New Radio Program at Gay Christian Fellowship


The Gay Christian Fellowship is an affirming evangelical website featuring Bible studies, a discussion forum, book and movie reviews, and (coming soon) a searchable gay-friendly church directory. Their latest project is The Voice of GCF, a weekly streaming radio show hosted by Bryan Dillon and Pastor Romell Weekly. Pastor Weekly is the drafter of the Affirmation Declaration, an inclusive response to the Manhattan Declaration. I enjoyed listening to their first show, which covered, among other topics, the importance of reading the Bible for yourself. New half-hour episodes will be released every Monday.

Here’s an excerpt from one of Pastor Weekly’s articles at GCF:

If there’s one thing about God’s people that hurts my heart more than anything, it’s how little we understand our worth in the Lord. Our poor concept of humility has led to a deficiency of confidence, both spiritually, as well as naturally. Somehow, we’ve convinced ourselves that this was a virtue. IT IS NOT!

It is neither haughty nor prideful to be sure of who we are as children of the King of the Universe. Our Father is not some far away, detached demagogue who selfishly demands worship but has no interest in positively impacting our lives. To the contrary, He intensely desires for our lives to be enriched by His presence working in and through us.

Now, if the Personhood of love is at work in our lives (whether we can perceive the evidence of it or not), what justification could we possibly have for looking down upon the gift of God at work in our lives? Sure, He’s not finished with us just yet—some of our rough edges have yet to be smoothed out—but still, Scripture calls His work in us “good” (Ph. 1:6).

Think about that for a moment. The Creator of Heaven and Earth is doing a work in you, and He calls it a “good work”. Now, if His work in you is considered good from the Divine perspective, surely there’s nothing in that worth feeling ashamed of.

Is a master painter ashamed of his work-in-progress? Does he consider horrid the splashes of color on the canvas, just because the image has not yet taken form, or does he value the present mess as though it is the masterpiece he knows it will become?

Read the whole article here. This message particularly spoke to me because I often am ashamed of my novel-in-progress for its imperfections, which has less to do with my novel than with unhealed personal shame that needs continual doses of God’s grace. Unless I “value the present mess”, I won’t be able to pick up my notebook each day and try to make it a little bit better.

Thursday Non-Random Song: Steve Taylor, “This Disco (Used to Be a Cute Cathedral)”


According to the liner notes for this satirical 1980s Christian rock song, Steve Taylor was inspired by a visit to New York City’s legendary Limelight nightclub, which was housed in a deconsecrated church:

“…I started to imagine it was Sunday night, and that the church elders had devised all this as a way to attract new members.

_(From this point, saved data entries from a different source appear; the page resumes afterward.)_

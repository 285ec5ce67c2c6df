//! # Domain Types
//!
//! Core domain types shared by the app, the client and the server.
//!
//! ## Type Overview
//! ```text
//! ┌─────────────────────────────────────────────────────────────────────────┐
//! │                         Domain Types                                    │
//! │                                                                         │
//! │  ┌─────────────────────┐        ┌──────────────────────────────┐       │
//! │  │      Product        │        │    RegistrationRequest       │       │
//! │  │  ─────────────────  │        │  ──────────────────────────  │       │
//! │  │  id (i64)           │        │  name, username, email       │       │
//! │  │  name, description  │        │  password                    │       │
//! │  │  price (Money)      │        │  credit_card (digits only)   │       │
//! │  │  category           │        │  rsa/ec public keys (opt.)   │       │
//! │  │  image_url? qr_code?│        └──────────────────────────────┘       │
//! │  └─────────────────────┘        ┌──────────────────────────────┐       │
//! │                                 │  UserSummary {Id, Name}      │       │
//! │                                 └──────────────────────────────┘       │
//! └─────────────────────────────────────────────────────────────────────────┘
//! ```
//!
//! ## Product Identity
//! Catalog products carry small sequential ids. Scanned products take their
//! id from a hash of the QR uuid (see [`crate::qr`]).

use serde::{Deserialize, Serialize};

use crate::error::ValidationError;
use crate::money::Money;

/// Identifier of a product, unique within a catalog.
pub type ProductId = i64;

// =============================================================================
// Product
// =============================================================================

/// A purchasable item.
///
/// Immutable once constructed: fields are private and there are no setters.
/// Deserializing goes through [`Product::new`], so a negative price is
/// rejected there too.
#[derive(Debug, Clone, PartialEq, Eq, Serialize, Deserialize)]
#[serde(rename_all = "camelCase", try_from = "ProductRecord")]
pub struct Product {
    pub(crate) id: ProductId,
    pub(crate) name: String,
    pub(crate) price: Money,
    pub(crate) description: String,
    pub(crate) category: String,
    #[serde(default, skip_serializing_if = "Option::is_none")]
    pub(crate) image_url: Option<String>,
    /// UUID of the QR code this product was scanned from.
    #[serde(default, skip_serializing_if = "Option::is_none")]
    pub(crate) qr_code: Option<String>,
}

impl Product {
    /// Creates a product.
    ///
    /// ## Errors
    /// `ValidationError::Negative` when `price` is below zero.
    ///
    /// ## Example
    /// ```rust
    /// use shop_core::{Money, Product};
    ///
    /// let milk = Product::new(3, "Whole Milk", Money::from_cents(429), "Fresh whole milk", "Dairy")
    ///     .unwrap();
    /// assert_eq!(milk.price().to_string(), "€4.29");
    ///
    /// assert!(Product::new(9, "Bad", Money::from_cents(-1), "", "").is_err());
    /// ```
    pub fn new(
        id: ProductId,
        name: impl Into<String>,
        price: Money,
        description: impl Into<String>,
        category: impl Into<String>,
    ) -> Result<Self, ValidationError> {
        if price.is_negative() {
            return Err(ValidationError::Negative {
                field: "Price".to_string(),
            });
        }

        Ok(Product {
            id,
            name: name.into(),
            price,
            description: description.into(),
            category: category.into(),
            image_url: None,
            qr_code: None,
        })
    }

    /// Attaches an image URL.
    pub fn with_image_url(mut self, url: impl Into<String>) -> Self {
        self.image_url = Some(url.into());
        self
    }

    /// Attaches the QR uuid the product was scanned from.
    pub fn with_qr_code(mut self, uuid: impl Into<String>) -> Self {
        self.qr_code = Some(uuid.into());
        self
    }

    #[inline]
    pub fn id(&self) -> ProductId {
        self.id
    }

    #[inline]
    pub fn name(&self) -> &str {
        &self.name
    }

    #[inline]
    pub fn price(&self) -> Money {
        self.price
    }

    #[inline]
    pub fn description(&self) -> &str {
        &self.description
    }

    #[inline]
    pub fn category(&self) -> &str {
        &self.category
    }

    #[inline]
    pub fn image_url(&self) -> Option<&str> {
        self.image_url.as_deref()
    }

    #[inline]
    pub fn qr_code(&self) -> Option<&str> {
        self.qr_code.as_deref()
    }

    /// Case-insensitive match against name, description and category.
    pub fn matches(&self, query: &str) -> bool {
        let query = query.to_lowercase();
        self.name.to_lowercase().contains(&query)
            || self.description.to_lowercase().contains(&query)
            || self.category.to_lowercase().contains(&query)
    }
}

/// Wire shape of a product before validation.
#[derive(Deserialize)]
#[serde(rename_all = "camelCase")]
struct ProductRecord {
    id: ProductId,
    name: String,
    price: Money,
    description: String,
    category: String,
    #[serde(default)]
    image_url: Option<String>,
    #[serde(default)]
    qr_code: Option<String>,
}

impl TryFrom<ProductRecord> for Product {
    type Error = ValidationError;

    fn try_from(record: ProductRecord) -> Result<Self, Self::Error> {
        let mut product = Product::new(
            record.id,
            record.name,
            record.price,
            record.description,
            record.category,
        )?;
        product.image_url = record.image_url;
        product.qr_code = record.qr_code;
        Ok(product)
    }
}

// =============================================================================
// Registration
// =============================================================================

/// Body of a registration call.
///
/// Field names are snake_case on the wire, matching what the app posts.
/// `credit_card` is always a Luhn-valid digit string when built through
/// [`crate::RegistrationForm::into_request`].
#[derive(Debug, Clone, PartialEq, Eq, Serialize, Deserialize)]
pub struct RegistrationRequest {
    pub name: String,
    pub username: String,
    pub email: String,
    pub password: String,
    pub credit_card: String,
    #[serde(default, skip_serializing_if = "Option::is_none")]
    pub rsa_public_key: Option<String>,
    #[serde(default, skip_serializing_if = "Option::is_none")]
    pub ec_public_key: Option<String>,
}

/// Successful registration answer.
#[derive(Debug, Clone, PartialEq, Eq, Serialize, Deserialize)]
pub struct RegistrationResponse {
    pub user_id: String,
    pub supermarket_public_key: String,
}

// =============================================================================
// Users
// =============================================================================

/// Identifier of a user row on the server.
pub type UserId = i64;

/// A user as the `/users` endpoints expose it.
///
/// The wire names are capitalized (`{"Id": 1, "Name": "Alice"}`).
#[derive(Debug, Clone, PartialEq, Eq, Serialize, Deserialize)]
pub struct UserSummary {
    #[serde(rename = "Id")]
    pub id: UserId,
    #[serde(rename = "Name")]
    pub name: String,
}

// =============================================================================
// Unit Tests
// =============================================================================

#[cfg(test)]
mod tests {
    use super::*;

    fn apples() -> Product {
        Product::new(
            1,
            "Fresh Apples",
            Money::from_cents(399),
            "Red delicious apples, fresh from the orchard",
            "Fruits",
        )
        .unwrap()
    }

    #[test]
    fn test_product_accessors() {
        let product = apples().with_image_url("https://img.example/apples.png");

        assert_eq!(product.id(), 1);
        assert_eq!(product.name(), "Fresh Apples");
        assert_eq!(product.price().cents(), 399);
        assert_eq!(product.category(), "Fruits");
        assert_eq!(product.image_url(), Some("https://img.example/apples.png"));
        assert_eq!(product.qr_code(), None);
    }

    #[test]
    fn test_negative_price_rejected() {
        let err = Product::new(2, "Refund", Money::from_cents(-100), "", "").unwrap_err();
        assert_eq!(err.to_string(), "Price cannot be negative");
    }

    #[test]
    fn test_deserialize_validates_price() {
        let json = r#"{"id":1,"name":"Refund","price":-500,"description":"","category":"Promo"}"#;
        let err = serde_json::from_str::<Product>(json).unwrap_err();
        assert!(err.to_string().contains("Price cannot be negative"));
    }

    #[test]
    fn test_deserialize_keeps_optional_fields() {
        let product = apples()
            .with_image_url("https://img.example/apples.png")
            .with_qr_code("abc-123");

        let json = serde_json::to_string(&product).unwrap();
        let back: Product = serde_json::from_str(&json).unwrap();
        assert_eq!(back, product);
    }

    #[test]
    fn test_free_product_allowed() {
        assert!(Product::new(3, "Sample", Money::zero(), "", "Promo").is_ok());
    }

    #[test]
    fn test_matches_ignores_case() {
        let product = apples();
        assert!(product.matches("APPLE"));
        assert!(product.matches("orchard"));
        assert!(product.matches("fruit"));
        assert!(!product.matches("milk"));
    }

    #[test]
    fn test_product_json_shape() {
        let json = serde_json::to_value(apples().with_qr_code("abc-123")).unwrap();
        assert_eq!(json["id"], 1);
        assert_eq!(json["price"], 399);
        assert_eq!(json["qrCode"], "abc-123");
        assert!(json.get("imageUrl").is_none());
    }

    #[test]
    fn test_user_summary_wire_names() {
        let user: UserSummary = serde_json::from_str(r#"{"Id": 7, "Name": "Alice"}"#).unwrap();
        assert_eq!(user.id, 7);
        assert_eq!(user.name, "Alice");

        let json = serde_json::to_value(&user).unwrap();
        assert_eq!(json, serde_json::json!({"Id": 7, "Name": "Alice"}));
    }

    #[test]
    fn test_registration_request_omits_missing_keys() {
        let request = RegistrationRequest {
            name: "Ana".to_string(),
            username: "ana".to_string(),
            email: "ana@example.com".to_string(),
            password: "Secret1".to_string(),
            credit_card: "4532015112830366".to_string(),
            rsa_public_key: None,
            ec_public_key: None,
        };

        let json = serde_json::to_value(&request).unwrap();
        assert_eq!(json["credit_card"], "4532015112830366");
        assert!(json.get("rsa_public_key").is_none());
    }
}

Most of us, myself included, are guilty of wishing Christianity was more fashionable. But the Apostle Paul’s example of becoming ‘all things to all men’ in order to reach across cultural barriers can sometimes be used as an excuse to dilute the Gospel message, and hopefully draw a trendier, more affluent flock.”

Sunday needs a pick-me-up?
Here’s your chance
Do you get tired of the same old square dance?

Allemande right now
All join hands
Do-si-do to the promised boogieland

Got no need for altar calls
Sold the altar for the mirror balls
Do you shuffle? Do you twist?
‘Cause with a hot hits playlist, now we say

This disco used to be a cute cathedral
Where the chosen cha-cha every day of the year
This disco used to be a cute cathedral
Where we only play the stuff you’re wanting to hear

Mickey does the two-step
One, Two, Swing
All the little church mice doing their thing

Boppin’ in the belltower
Rumba to the right
Knock knock, who’s there? Get me out of this limelight

So, you want to defect?
Officer, what did you expect?
Got no rhythm, got no dough
He said, “Listen, Bozo, don’t you know”

This disco used to be a cute cathedral
Where the chosen cha-cha every day of the week
This disco used to be a cute cathedral
But we got no room if you ain’t gonna be chic

Sell your holy habitats
This ship’s been deserted by sinking rats
The exclusive place to go
It’s where the pious pogo, don’t you know

This disco used to be a cute cathedral
Where the chosen cha-cha every day of the year
This disco used to be a cute cathedral
Where we only play the stuff you’re wanting to hear

This disco used to be a cute cathedral
Where the chosen cha-cha every day of the week
This disco used to be a cute cathedral
But we got no room if you ain’t gonna be chic

(Lyrics and liner notes courtesy of YouTube.)
****

Taylor’s line “Where we only play the stuff you’re wanting to hear” sticks in my mind. We’re all familiar with the pressure on pastors to please their congregations with easy, flattering messages. Liberals pride themselves on being inclusive, conservatives on walking the straight and narrow. Both attitudes are uncomfortably similar to the exclusivity that’s the chief pleasure of club-going. Are you hot enough to get into the Kingdom?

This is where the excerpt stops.